■ **RECORDS FOR THIS EXERCISE**
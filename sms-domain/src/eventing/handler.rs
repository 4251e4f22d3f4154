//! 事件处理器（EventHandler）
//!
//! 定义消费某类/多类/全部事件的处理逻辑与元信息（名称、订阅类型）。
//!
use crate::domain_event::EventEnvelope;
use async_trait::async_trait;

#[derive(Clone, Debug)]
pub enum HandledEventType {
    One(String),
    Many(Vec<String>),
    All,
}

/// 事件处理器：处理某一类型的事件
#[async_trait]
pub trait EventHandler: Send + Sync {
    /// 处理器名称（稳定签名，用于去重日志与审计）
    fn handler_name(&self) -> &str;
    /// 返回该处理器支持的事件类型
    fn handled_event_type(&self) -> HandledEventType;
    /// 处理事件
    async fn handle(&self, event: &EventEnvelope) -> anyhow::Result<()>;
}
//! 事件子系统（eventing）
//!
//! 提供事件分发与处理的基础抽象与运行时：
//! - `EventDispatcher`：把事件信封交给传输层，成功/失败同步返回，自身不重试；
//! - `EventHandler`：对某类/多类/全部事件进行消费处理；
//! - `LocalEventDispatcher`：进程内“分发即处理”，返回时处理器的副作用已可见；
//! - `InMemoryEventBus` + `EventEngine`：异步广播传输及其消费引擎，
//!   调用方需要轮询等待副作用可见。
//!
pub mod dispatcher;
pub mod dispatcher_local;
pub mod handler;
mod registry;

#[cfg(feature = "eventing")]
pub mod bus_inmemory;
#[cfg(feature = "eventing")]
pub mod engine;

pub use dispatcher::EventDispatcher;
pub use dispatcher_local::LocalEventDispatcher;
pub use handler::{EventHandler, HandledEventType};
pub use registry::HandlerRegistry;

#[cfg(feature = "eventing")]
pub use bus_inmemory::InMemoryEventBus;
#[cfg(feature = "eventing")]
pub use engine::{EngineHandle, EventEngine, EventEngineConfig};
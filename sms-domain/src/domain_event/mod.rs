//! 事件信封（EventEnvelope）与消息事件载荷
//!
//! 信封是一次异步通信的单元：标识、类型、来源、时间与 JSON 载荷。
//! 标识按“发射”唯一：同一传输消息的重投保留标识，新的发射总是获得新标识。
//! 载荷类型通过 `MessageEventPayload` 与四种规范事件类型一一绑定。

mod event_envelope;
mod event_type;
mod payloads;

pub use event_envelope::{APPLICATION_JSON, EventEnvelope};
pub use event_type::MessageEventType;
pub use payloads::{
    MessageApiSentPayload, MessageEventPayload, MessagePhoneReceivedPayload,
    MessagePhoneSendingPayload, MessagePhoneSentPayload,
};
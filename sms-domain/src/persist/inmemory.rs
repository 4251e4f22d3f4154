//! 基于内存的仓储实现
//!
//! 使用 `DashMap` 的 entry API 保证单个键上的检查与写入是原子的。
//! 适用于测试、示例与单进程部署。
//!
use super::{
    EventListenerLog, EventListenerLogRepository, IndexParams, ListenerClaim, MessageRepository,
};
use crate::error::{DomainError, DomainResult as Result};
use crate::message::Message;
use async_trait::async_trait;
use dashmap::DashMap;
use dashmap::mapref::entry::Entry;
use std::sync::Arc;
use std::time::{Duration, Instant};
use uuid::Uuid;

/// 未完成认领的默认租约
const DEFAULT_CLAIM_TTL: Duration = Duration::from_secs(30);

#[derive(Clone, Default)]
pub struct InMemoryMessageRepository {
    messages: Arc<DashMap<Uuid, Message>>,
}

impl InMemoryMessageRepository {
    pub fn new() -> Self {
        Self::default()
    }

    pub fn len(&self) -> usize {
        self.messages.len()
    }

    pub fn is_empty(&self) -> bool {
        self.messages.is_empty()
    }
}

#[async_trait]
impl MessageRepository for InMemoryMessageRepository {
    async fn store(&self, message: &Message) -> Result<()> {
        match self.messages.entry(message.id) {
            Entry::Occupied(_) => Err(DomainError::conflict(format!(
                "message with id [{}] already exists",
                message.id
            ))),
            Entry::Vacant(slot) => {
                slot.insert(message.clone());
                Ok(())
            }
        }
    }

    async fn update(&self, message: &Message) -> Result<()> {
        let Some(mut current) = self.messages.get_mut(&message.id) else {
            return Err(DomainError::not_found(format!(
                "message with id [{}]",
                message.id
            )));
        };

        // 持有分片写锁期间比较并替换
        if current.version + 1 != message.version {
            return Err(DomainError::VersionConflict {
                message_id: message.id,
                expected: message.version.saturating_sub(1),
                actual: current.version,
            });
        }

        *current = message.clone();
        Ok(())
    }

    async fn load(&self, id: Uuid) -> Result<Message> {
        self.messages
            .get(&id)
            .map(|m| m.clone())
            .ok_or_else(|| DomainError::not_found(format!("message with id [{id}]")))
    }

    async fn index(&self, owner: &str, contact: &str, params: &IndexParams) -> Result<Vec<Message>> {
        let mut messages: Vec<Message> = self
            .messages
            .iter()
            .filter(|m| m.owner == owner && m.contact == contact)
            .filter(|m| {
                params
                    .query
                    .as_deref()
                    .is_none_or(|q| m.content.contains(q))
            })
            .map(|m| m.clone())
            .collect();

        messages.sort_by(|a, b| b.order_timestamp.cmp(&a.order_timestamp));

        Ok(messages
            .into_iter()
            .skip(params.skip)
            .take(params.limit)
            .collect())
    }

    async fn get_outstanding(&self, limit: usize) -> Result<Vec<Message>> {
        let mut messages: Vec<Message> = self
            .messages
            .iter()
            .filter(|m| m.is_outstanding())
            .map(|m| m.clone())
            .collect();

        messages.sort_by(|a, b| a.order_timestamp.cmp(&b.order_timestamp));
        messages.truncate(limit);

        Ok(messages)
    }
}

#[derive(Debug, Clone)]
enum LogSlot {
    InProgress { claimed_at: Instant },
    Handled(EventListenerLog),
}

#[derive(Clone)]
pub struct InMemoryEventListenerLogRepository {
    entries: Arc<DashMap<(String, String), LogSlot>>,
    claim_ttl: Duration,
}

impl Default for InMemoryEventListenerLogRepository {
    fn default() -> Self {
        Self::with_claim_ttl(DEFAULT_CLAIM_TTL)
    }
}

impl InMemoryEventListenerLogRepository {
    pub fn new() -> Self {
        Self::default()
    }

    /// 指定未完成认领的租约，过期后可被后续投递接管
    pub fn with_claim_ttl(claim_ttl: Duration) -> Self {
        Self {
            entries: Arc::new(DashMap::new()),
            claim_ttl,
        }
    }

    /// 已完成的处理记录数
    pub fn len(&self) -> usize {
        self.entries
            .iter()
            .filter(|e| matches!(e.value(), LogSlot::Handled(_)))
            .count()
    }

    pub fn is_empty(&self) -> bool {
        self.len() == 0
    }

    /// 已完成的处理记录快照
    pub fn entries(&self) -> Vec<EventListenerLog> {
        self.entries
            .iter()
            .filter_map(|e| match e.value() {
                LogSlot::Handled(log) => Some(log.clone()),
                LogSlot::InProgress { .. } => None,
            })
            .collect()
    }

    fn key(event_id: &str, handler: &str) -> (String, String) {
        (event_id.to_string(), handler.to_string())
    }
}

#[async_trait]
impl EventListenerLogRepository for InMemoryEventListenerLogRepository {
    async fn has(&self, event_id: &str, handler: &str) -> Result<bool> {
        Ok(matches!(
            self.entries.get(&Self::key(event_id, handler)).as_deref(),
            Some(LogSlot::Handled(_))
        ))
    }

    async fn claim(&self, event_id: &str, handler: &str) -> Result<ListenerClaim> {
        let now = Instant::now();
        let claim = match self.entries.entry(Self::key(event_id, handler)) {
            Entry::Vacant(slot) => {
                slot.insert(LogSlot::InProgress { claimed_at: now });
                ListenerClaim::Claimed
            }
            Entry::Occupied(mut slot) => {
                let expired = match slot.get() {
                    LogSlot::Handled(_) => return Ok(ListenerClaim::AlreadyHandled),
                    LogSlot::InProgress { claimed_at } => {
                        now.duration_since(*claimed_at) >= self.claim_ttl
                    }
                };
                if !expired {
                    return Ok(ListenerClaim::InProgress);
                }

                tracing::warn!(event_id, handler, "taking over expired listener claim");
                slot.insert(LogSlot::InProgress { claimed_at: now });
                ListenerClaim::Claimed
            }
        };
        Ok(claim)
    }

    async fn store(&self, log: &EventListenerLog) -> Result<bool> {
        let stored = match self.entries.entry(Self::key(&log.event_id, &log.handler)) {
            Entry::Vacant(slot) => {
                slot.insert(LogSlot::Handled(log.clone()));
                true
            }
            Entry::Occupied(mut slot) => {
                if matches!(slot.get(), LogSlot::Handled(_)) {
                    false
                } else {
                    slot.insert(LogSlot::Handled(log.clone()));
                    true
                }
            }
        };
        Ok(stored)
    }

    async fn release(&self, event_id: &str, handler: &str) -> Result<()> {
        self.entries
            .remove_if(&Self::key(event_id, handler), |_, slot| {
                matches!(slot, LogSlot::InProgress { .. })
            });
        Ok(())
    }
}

■ **WHAT NEEDS TO BE DONE**
From the listing above, return every line that contains the word "EventEnvelope".

■ **EXERCISE RESULT**
use crate::domain_event::EventEnvelope;
    async fn handle(&self, event: &EventEnvelope) -> anyhow::Result<()>;
//! 事件信封（EventEnvelope）与消息事件载荷
pub use event_envelope::{APPLICATION_JSON, EventEnvelope};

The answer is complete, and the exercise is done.